use chrono::{DateTime, Utc};
use serde::{Deserialize, Deserializer};
use serde_json::{Value as JsonValue, json};

use licensedesk_core::{BankId, CompanyId, DomainError, DomainResult, InvoiceId, LicenseId, PlanId, ProductId, UserId};
use licensedesk_infra::{
    ActivityEntry, ActivityFilter, ActivityPage, InvoiceFilter, InvoiceWithLicenses, LicenseFilter,
    Pagination, SubjectKind,
};
use licensedesk_invoicing::{
    Invoice, InvoiceChanges, InvoiceStatus, LineItem, LineItemDraft, NewInvoice, PaymentMethod,
};
use licensedesk_licensing::{License, LicenseChanges, LicenseKey, LicenseStatus, NewLicense};

/// Distinguish an absent field (`None`) from an explicit `null`
/// (`Some(None)`) in PATCH bodies.
fn double_option<'de, T, D>(de: D) -> Result<Option<Option<T>>, D::Error>
where
    T: Deserialize<'de>,
    D: Deserializer<'de>,
{
    Option::<T>::deserialize(de).map(Some)
}

fn parse_opt<T>(raw: Option<&str>) -> DomainResult<Option<T>>
where
    T: core::str::FromStr<Err = DomainError>,
{
    raw.map(str::parse).transpose()
}

// -------------------------
// Request DTOs
// -------------------------

#[derive(Debug, Deserialize)]
pub struct CreateLicenseRequest {
    pub key: Option<String>,
    pub product_id: ProductId,
    pub plan_id: PlanId,
    pub user_id: Option<UserId>,
    pub status: Option<String>,
    pub expires_at: Option<DateTime<Utc>>,
    pub invoice_id: Option<InvoiceId>,
    pub max_devices: Option<u32>,
}

impl CreateLicenseRequest {
    pub fn into_new_license(self) -> DomainResult<NewLicense> {
        Ok(NewLicense {
            key: self.key.as_deref().map(LicenseKey::parse).transpose()?,
            product_id: self.product_id,
            plan_id: self.plan_id,
            user_id: self.user_id,
            status: parse_opt(self.status.as_deref())?,
            expires_at: self.expires_at,
            invoice_id: self.invoice_id,
            max_devices: self.max_devices,
        })
    }
}

#[derive(Debug, Default, Deserialize)]
pub struct UpdateLicenseRequest {
    pub product_id: Option<ProductId>,
    pub plan_id: Option<PlanId>,
    #[serde(default, deserialize_with = "double_option")]
    pub user_id: Option<Option<UserId>>,
    pub status: Option<String>,
    #[serde(default, deserialize_with = "double_option")]
    pub expires_at: Option<Option<DateTime<Utc>>>,
    #[serde(default, deserialize_with = "double_option")]
    pub invoice_id: Option<Option<InvoiceId>>,
    #[serde(default, deserialize_with = "double_option")]
    pub max_devices: Option<Option<u32>>,
}

impl UpdateLicenseRequest {
    pub fn into_changes(self) -> DomainResult<LicenseChanges> {
        Ok(LicenseChanges {
            product_id: self.product_id,
            plan_id: self.plan_id,
            user_id: self.user_id,
            status: parse_opt(self.status.as_deref())?,
            expires_at: self.expires_at,
            invoice_id: self.invoice_id,
            max_devices: self.max_devices,
        })
    }
}

#[derive(Debug, Deserialize)]
pub struct LineItemRequest {
    pub plan_id: PlanId,
    pub description: String,
    pub quantity: u32,
    pub unit_price: u64,
    pub total: Option<u64>,
}

impl From<LineItemRequest> for LineItemDraft {
    fn from(req: LineItemRequest) -> Self {
        LineItemDraft {
            plan_id: req.plan_id,
            description: req.description,
            quantity: req.quantity,
            unit_price: req.unit_price,
            total: req.total,
        }
    }
}

#[derive(Debug, Deserialize)]
pub struct CreateInvoiceRequest {
    pub invoice_number: String,
    pub company_id: CompanyId,
    pub bank_id: Option<BankId>,
    pub payment_method: String,
    pub status: Option<String>,
    #[serde(default)]
    pub line_items: Vec<LineItemRequest>,
    /// Licenses to attach to the new invoice.
    #[serde(default)]
    pub license_ids: Vec<LicenseId>,
}

impl CreateInvoiceRequest {
    pub fn into_parts(self) -> DomainResult<(NewInvoice, Vec<LicenseId>)> {
        let new = NewInvoice {
            invoice_number: self.invoice_number,
            company_id: self.company_id,
            bank_id: self.bank_id,
            payment_method: self.payment_method.parse::<PaymentMethod>()?,
            status: parse_opt(self.status.as_deref())?,
            line_items: self.line_items.into_iter().map(Into::into).collect(),
        };
        Ok((new, self.license_ids))
    }
}

#[derive(Debug, Default, Deserialize)]
pub struct UpdateInvoiceRequest {
    pub invoice_number: Option<String>,
    pub company_id: Option<CompanyId>,
    #[serde(default, deserialize_with = "double_option")]
    pub bank_id: Option<Option<BankId>>,
    pub payment_method: Option<String>,
    pub status: Option<String>,
    /// When present, replaces the invoice's line items wholesale.
    pub line_items: Option<Vec<LineItemRequest>>,
}

impl UpdateInvoiceRequest {
    pub fn into_changes(self) -> DomainResult<InvoiceChanges> {
        Ok(InvoiceChanges {
            invoice_number: self.invoice_number,
            company_id: self.company_id,
            bank_id: self.bank_id,
            payment_method: parse_opt(self.payment_method.as_deref())?,
            status: parse_opt(self.status.as_deref())?,
            line_items: self
                .line_items
                .map(|items| items.into_iter().map(Into::into).collect()),
        })
    }
}

// -------------------------
// Query DTOs
// -------------------------

#[derive(Debug, Default, Deserialize)]
pub struct LicenseListQuery {
    pub status: Option<String>,
    pub invoice_id: Option<InvoiceId>,
    pub user_id: Option<UserId>,
    pub limit: Option<u32>,
    pub offset: Option<u32>,
}

impl LicenseListQuery {
    pub fn into_parts(self) -> DomainResult<(LicenseFilter, Pagination)> {
        let filter = LicenseFilter {
            status: parse_opt::<LicenseStatus>(self.status.as_deref())?,
            invoice_id: self.invoice_id,
            user_id: self.user_id,
        };
        Ok((filter, Pagination::new(self.limit, self.offset)))
    }
}

#[derive(Debug, Default, Deserialize)]
pub struct InvoiceListQuery {
    pub status: Option<String>,
    pub company_id: Option<CompanyId>,
    pub limit: Option<u32>,
    pub offset: Option<u32>,
}

impl InvoiceListQuery {
    pub fn into_parts(self) -> DomainResult<(InvoiceFilter, Pagination)> {
        let filter = InvoiceFilter {
            status: parse_opt::<InvoiceStatus>(self.status.as_deref())?,
            company_id: self.company_id,
        };
        Ok((filter, Pagination::new(self.limit, self.offset)))
    }
}

#[derive(Debug, Default, Deserialize)]
pub struct ActivityQuery {
    pub subject_kind: Option<String>,
    pub subject_id: Option<uuid::Uuid>,
    pub limit: Option<u32>,
    pub offset: Option<u32>,
}

impl ActivityQuery {
    pub fn into_parts(self) -> DomainResult<(ActivityFilter, Pagination)> {
        let filter = ActivityFilter {
            subject_kind: parse_opt::<SubjectKind>(self.subject_kind.as_deref())?,
            subject_id: self.subject_id,
        };
        Ok((filter, Pagination::new(self.limit, self.offset)))
    }
}

// -------------------------
// Response mapping
// -------------------------

pub fn license_to_json(license: &License) -> JsonValue {
    json!({
        "id": license.id.to_string(),
        "key": license.key.as_str(),
        "product_id": license.product_id.to_string(),
        "plan_id": license.plan_id.to_string(),
        "user_id": license.user_id.map(|id| id.to_string()),
        "status": license.status.as_str(),
        "expires_at": license.expires_at.map(|t| t.to_rfc3339()),
        "invoice_id": license.invoice_id.map(|id| id.to_string()),
        "max_devices": license.max_devices,
        "created_at": license.created_at.to_rfc3339(),
        "updated_at": license.updated_at.to_rfc3339(),
    })
}

fn line_item_to_json(item: &LineItem) -> JsonValue {
    json!({
        "id": item.id.to_string(),
        "plan_id": item.plan_id.to_string(),
        "description": item.description,
        "quantity": item.quantity,
        "unit_price": item.unit_price,
        "total": item.total,
    })
}

pub fn invoice_to_json(invoice: &Invoice) -> JsonValue {
    json!({
        "id": invoice.id.to_string(),
        "invoice_number": invoice.invoice_number,
        "company_id": invoice.company_id.to_string(),
        "bank_id": invoice.bank_id.map(|id| id.to_string()),
        "payment_method": invoice.payment_method.as_str(),
        "status": invoice.status.as_str(),
        "line_items": invoice.line_items.iter().map(line_item_to_json).collect::<Vec<_>>(),
        "total_amount": invoice.total_amount(),
        "created_at": invoice.created_at.to_rfc3339(),
        "updated_at": invoice.updated_at.to_rfc3339(),
    })
}

pub fn invoice_with_licenses_to_json(found: &InvoiceWithLicenses) -> JsonValue {
    let mut body = invoice_to_json(&found.invoice);
    body["license_ids"] = json!(found
        .license_ids
        .iter()
        .map(|id| id.to_string())
        .collect::<Vec<_>>());
    body
}

fn activity_to_json(entry: &ActivityEntry) -> JsonValue {
    json!({
        "id": entry.id.to_string(),
        "occurred_at": entry.occurred_at.to_rfc3339(),
        "actor_id": entry.actor_id.map(|id| id.to_string()),
        "subject_kind": entry.subject_kind.as_str(),
        "subject_id": entry.subject_id.to_string(),
        "action": entry.action.as_str(),
        "detail": entry.detail,
    })
}

pub fn activity_page_to_json(page: &ActivityPage) -> JsonValue {
    json!({
        "items": page.entries.iter().map(activity_to_json).collect::<Vec<_>>(),
        "total": page.total,
        "limit": page.pagination.limit,
        "offset": page.pagination.offset,
        "has_more": page.has_more,
    })
}

#[cfg(test)]
mod tests {
    use super::*;

    #[test]
    fn patch_distinguishes_absent_from_null() {
        let absent: UpdateLicenseRequest = serde_json::from_str(r#"{}"#).unwrap();
        assert_eq!(absent.invoice_id, None);

        let cleared: UpdateLicenseRequest =
            serde_json::from_str(r#"{"invoice_id": null, "max_devices": null}"#).unwrap();
        assert_eq!(cleared.invoice_id, Some(None));
        assert_eq!(cleared.max_devices, Some(None));

        let id = InvoiceId::new();
        let set: UpdateLicenseRequest =
            serde_json::from_str(&format!(r#"{{"invoice_id": "{id}"}}"#)).unwrap();
        assert_eq!(set.invoice_id, Some(Some(id)));
    }

    #[test]
    fn status_strings_map_to_domain_values() {
        let req: UpdateLicenseRequest = serde_json::from_str(r#"{"status": "active"}"#).unwrap();
        let changes = req.into_changes().unwrap();
        assert_eq!(changes.status, Some(LicenseStatus::Active));

        let req: UpdateLicenseRequest = serde_json::from_str(r#"{"status": "revoked"}"#).unwrap();
        assert!(req.into_changes().is_err());
    }

    #[test]
    fn create_invoice_defaults_to_no_attached_licenses() {
        let body = json!({
            "invoice_number": "INV-1",
            "company_id": CompanyId::new(),
            "payment_method": "card",
            "line_items": [{
                "plan_id": PlanId::new(),
                "description": "Basic",
                "quantity": 1,
                "unit_price": 2999,
                "total": 2999
            }]
        });
        let req: CreateInvoiceRequest = serde_json::from_value(body).unwrap();
        let (new, license_ids) = req.into_parts().unwrap();
        assert!(license_ids.is_empty());
        assert_eq!(new.payment_method, PaymentMethod::Card);
        assert_eq!(new.status, None);
        assert_eq!(new.line_items[0].total, Some(2999));
    }
}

> [Required action]
The first line of the records and every line down to the line with "fn double_option<'de, T, D>(de: D)" must be quoted exactly; leave out all else.

> [Solution below]
use chrono::{DateTime, Utc};
use serde::{Deserialize, Deserializer};
use serde_json::{Value as JsonValue, json};

use licensedesk_core::{BankId, CompanyId, DomainError, DomainResult, InvoiceId, LicenseId, PlanId, ProductId, UserId};
use licensedesk_infra::{
    ActivityEntry, ActivityFilter, ActivityPage, InvoiceFilter, InvoiceWithLicenses, LicenseFilter,
    Pagination, SubjectKind,
};
use licensedesk_invoicing::{
    Invoice, InvoiceChanges, InvoiceStatus, LineItem, LineItemDraft, NewInvoice, PaymentMethod,
};
use licensedesk_licensing::{License, LicenseChanges, LicenseKey, LicenseStatus, NewLicense};

/// Distinguish an absent field (`None`) from an explicit `null`
/// (`Some(None)`) in PATCH bodies.
fn double_option<'de, T, D>(de: D) -> Result<Option<Option<T>>, D::Error>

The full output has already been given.